First he found that, with the same tension, width, and material, two strings of the same length sounded exactly the same. Then he discovered that if he cut one string in half (giving them a ratio of 2:1) and plucked the strings together, they still sounded like they belonged together, but the shorter string sounded higher—we call this interval an octave. If he made one string 3/2 the length of the other, he found that they sounded consonant, but not as similar as an octave. This interval became known as a perfect 5th (P5). Through this process he also discovered that a perfect 4th has a ratio of 4/3, and a major 3rd has a ratio of 5/4. The table below describes all the various ratios that can be found within the notes of a major scale.
Interval, # of semitones, ratio
His discoveries, while not fully understood scientifically at the time, were an introduction to the idea that music is not random, or even entirely subjective. You can make music by playing random notes until you figure out what sounds you like based on trial and error, but there are in fact ways to predict the way notes will sound together. There are patterns ingrained in the fundamental make up of sound waves, so music can in fact be objectively quantified and, to an extent, reduced to simple mathematical ratios.
Frequencies and Intervals
Pythagoras’ experimental conclusions can be verified theoretically if you consider what we know about frequency. As mentioned in the previous section of this series, the frequency of a sound wave describes the rate at which compressed areas of the wave—the “crests” of the wave—hit your ear. The faster they hit, the higher the pitch of the sound.
Different combinations of these frequencies will sound different to our ears. Take an octave interval, for example. You’ve probably heard this interval when a woman or child and a man sing the same melody. One voice is noticeably higher than the other, yet they still sound like they’re singing the same note. This is because the frequency of a note one octave up is exactly double the lower note (a ratio of 1:2), so the two waves are in phase with each other.
For example, a middle C has a frequency of about 262 Hz. This means its wave crests, notated by X’s on the image below, hit your ear around once every .0038 (1/262) seconds.
Source: https://plus.maths.org/content/magical-mathematics-music
At an octave higher, C has a frequency of 524 Hz. This means its wave crests hit your ear once every .0019 seconds. Since this is exactly double the rate of a middle C, it lines up with middle C every other crest.

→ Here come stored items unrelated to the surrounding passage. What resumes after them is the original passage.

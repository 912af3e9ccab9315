use crate::config::Command;
use crate::ui::panel::{ACTIVE_LINE_STYLE, ITEM_SELECTED_STYLE};
use crate::ui::Controller;
use crate::PLAYER;
use anyhow::Result;
use lyric_core::{FollowMode, Lyrics, ScrollFollow};
use ratatui::layout::Rect;
use ratatui::prelude::{Line, Style, Text};
use ratatui::widgets::{Block, Borders, HighlightSpacing, List, ListItem, ListState};
use ratatui::Frame;

pub struct LyricPanel<'a> {
    // model
    title: String,
    lyrics: Option<Lyrics>,
    follow: ScrollFollow, // 滚动跟随状态机；视口几何只在本层计算
    lyric_list_items: Vec<ListItem<'a>>,
    lyric_list_state: ListState,

    // view
    lyric_list: List<'a>,
}

impl<'a> LyricPanel<'a> {
    pub fn new() -> Self {
        let lyric_list_items = vec![ListItem::new(Text::from(
            Line::from("无歌词，请欣赏").centered(),
        ))];

        Self {
            title: String::new(),
            lyrics: None,
            follow: ScrollFollow::new(),
            lyric_list_items,
            lyric_list_state: ListState::default(),
            lyric_list: List::default(),
        }
    }
}

impl<'a> Controller for LyricPanel<'a> {
    async fn update_model(&mut self) -> Result<bool> {
        let mut result = Ok(false);
        let player_guard = PLAYER.lock().await;

        if self.lyrics.as_ref() != Some(player_guard.lyrics()) {
            // 换歌：整体替换歌词列表
            self.title = player_guard.title().to_string();
            let lyrics = player_guard.lyrics().clone();

            if lyrics.is_empty() {
                // 无歌词（纯音乐或获取失败）
                self.lyric_list_items = vec![ListItem::new(Text::from(
                    Line::from("无歌词，请欣赏").centered(),
                ))];
            } else {
                self.lyric_list_items = lyrics
                    .lines
                    .iter()
                    .map(|lyric_line| {
                        let mut lines: Vec<Line> = Vec::new();
                        lines.push(Line::from(lyric_line.text.to_owned()).centered());
                        if let Some(translation) = lyric_line.translation.as_ref() {
                            lines.push(Line::from(translation.to_owned()).centered());
                        }
                        ListItem::new(Text::from(lines))
                    })
                    .collect();
            }

            self.lyrics = Some(lyrics);

            // 更新 selected，防止悬空
            self.lyric_list_state.select(None);
            self.follow.resume_follow();

            result = Ok(true);
        }

        // 跟随模式下选中行自动跟随当前行；自由浏览模式不动视口
        if self.follow.is_auto() {
            let active = player_guard.current_lyric_line_index();
            if active.is_some() && self.lyric_list_state.selected() != active {
                self.lyric_list_state.select(active);
                result = Ok(true);
            }
        }

        if self.lyric_list_state.selected().is_none() && !self.lyric_list_items.is_empty() {
            self.lyric_list_state.select(Some(0));
            result = Ok(true);
        }

        result
    }

    async fn handle_event(&mut self, cmd: Command) -> Result<bool> {
        match cmd {
            // 手动滚动：无条件进入自由浏览模式
            Command::Down => {
                self.follow.on_user_scroll();
                // 直接使用 select_next() 存在越界问题
                if let (Some(selected), list_len) = (
                    self.lyric_list_state.selected(),
                    self.lyric_list_items.len(),
                ) {
                    if selected < list_len - 1 {
                        self.lyric_list_state.select_next();
                    }
                }
            }
            Command::Up => {
                self.follow.on_user_scroll();
                self.lyric_list_state.select_previous();
            }
            Command::GoToTop => {
                self.follow.on_user_scroll();
                self.lyric_list_state.select_first();
            }
            Command::GoToBottom => {
                self.follow.on_user_scroll();
                // 使用 select_last() 会越界
                self.lyric_list_state
                    .select(Some(self.lyric_list_items.len() - 1));
            }
            Command::EnterOrPlay => {
                // 跳转到选中行的时间戳处播放；只转发跳转，不改变跟随模式
                let index = self.lyric_list_state.selected().unwrap_or(0);
                PLAYER.lock().await.seek_to_line(index);
            }
            Command::ResumeFollow => {
                // 恢复跟随并立即回到当前行（居中在 draw() 内完成）
                self.follow.resume_follow();
                let active = PLAYER.lock().await.current_lyric_line_index();
                if active.is_some() {
                    self.lyric_list_state.select(active);
                }
            }
            _ => {}
        }

        Ok(true)
    }

    fn update_view(&mut self, style: &Style) {
        let mut lyric_list = List::new(self.lyric_list_items.clone()).style(*style);

        // block
        let mut block = Block::default()
            .title(Line::from(format!("\u{1F3B5}{}", self.title)).left_aligned())
            .title(
                Line::from(match self.follow.mode() {
                    FollowMode::Auto => "跟随中",
                    FollowMode::Manual => "自由浏览 (f 恢复跟随)",
                })
                .right_aligned(),
            )
            .borders(Borders::ALL);
        if let Some(caption) = self
            .lyrics
            .as_ref()
            .and_then(|lyrics| lyrics.captions.first())
        {
            // 无时间戳的说明行（作词/作曲等）不进入同步列表，取第一条展示在底栏
            block = block.title_bottom(Line::from(format!("\u{1F4DA}{}", caption)).centered());
        }
        lyric_list = lyric_list.block(block);

        // highlight
        lyric_list = match self.follow.mode() {
            FollowMode::Auto => lyric_list
                .highlight_style(ACTIVE_LINE_STYLE)
                .highlight_spacing(HighlightSpacing::WhenSelected),
            FollowMode::Manual => lyric_list.highlight_style(ITEM_SELECTED_STYLE),
        };

        self.lyric_list = lyric_list;
    }

    fn draw(&self, frame: &mut Frame, chunk: Rect) {
        let mut lyric_list_state = self.lyric_list_state.clone();

        // 跟随模式下把当前行居中；自由浏览时视口停在用户离开的位置
        if self.follow.is_auto() {
            self.correct_offset_to_make_lyric_centered(
                &mut lyric_list_state,
                chunk.height as usize,
            );
        }

        frame.render_stateful_widget(&self.lyric_list, chunk, &mut lyric_list_state);
    }
}

impl<'a> LyricPanel<'a> {
    #[inline]
    /// 修正 offset 以使歌词居中
    fn correct_offset_to_make_lyric_centered(
        &self,
        lyric_list_state: &mut ListState,
        available_line_count: usize,
    ) {
        if self.lyric_list_items.len() > 1 {
            let current_index = lyric_list_state.selected().unwrap_or(0);
            // 一句歌词所占行数（带翻译的歌词会占多行）
            let lyric_line_count = self
                .lyric_list_items
                .get(current_index)
                .map_or(1, |item| item.height())
                .max(1);
            let half_line_count = available_line_count / lyric_line_count / 2;
            let near_top_line = half_line_count;
            let near_bottom_line = if self.lyric_list_items.len() - 1 >= 2 * half_line_count {
                self.lyric_list_items.len() - 1 - half_line_count
            } else {
                half_line_count
            };
            // 修正 offset
            if current_index >= near_top_line {
                if current_index >= near_bottom_line {
                    // 接近底部时取消滚动，不居中
                    *lyric_list_state.offset_mut() = near_bottom_line - half_line_count;
                } else {
                    // 动态居中
                    *lyric_list_state.offset_mut() = current_index - half_line_count;
                }
            }
        }
    }
}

Source: https://plus.maths.org/content/magical-mathematics-music
A perfect 5th, which is still considered to sound very consonant but not quite as hollow as an octave, lines up its wave crests almost as frequently as an octave. You can see in the diagram for C and G below that the ratio 3/2 relates directly to the way the wave crests line up. Every 3rd crest for G lines up with every 2nd crest for C, thus giving us the simple ratio, 3/2. Another way of looking at the relationship is that the crests from G arrive 1.5 times as fast as the wave crests from C, and their crests line up around once every .0075 seconds.
Source: https://plus.maths.org/content/magical-mathematics-music
By contrast, dissonance is created when wave pockets line up less frequently. When two waves are out of phase with only brief moments of synchronization, we hear them as too different and thus dissonant.
Equal-Tempering
Pythagoras’ ratios, while mathematically correct, when implemented musically can pose problems with key changes. Pythagoras’ ratios themselves are translatable between keys—that is, a perfect 5th is a ratio of 3/2 whether it is in the key of C or the key of E. However, in order to play all of these different ratios in various keys, we need to be able to play essentially all frequencies within hearing range. This causes problems for incremented instruments, such as guitar and piano. Unlike instruments like trombone, voice, and violin, incremented instruments do not have every frequency at their immediate disposal, so if you want to play in a certain key, you have to tune the instrument to accommodate for the different required frequencies.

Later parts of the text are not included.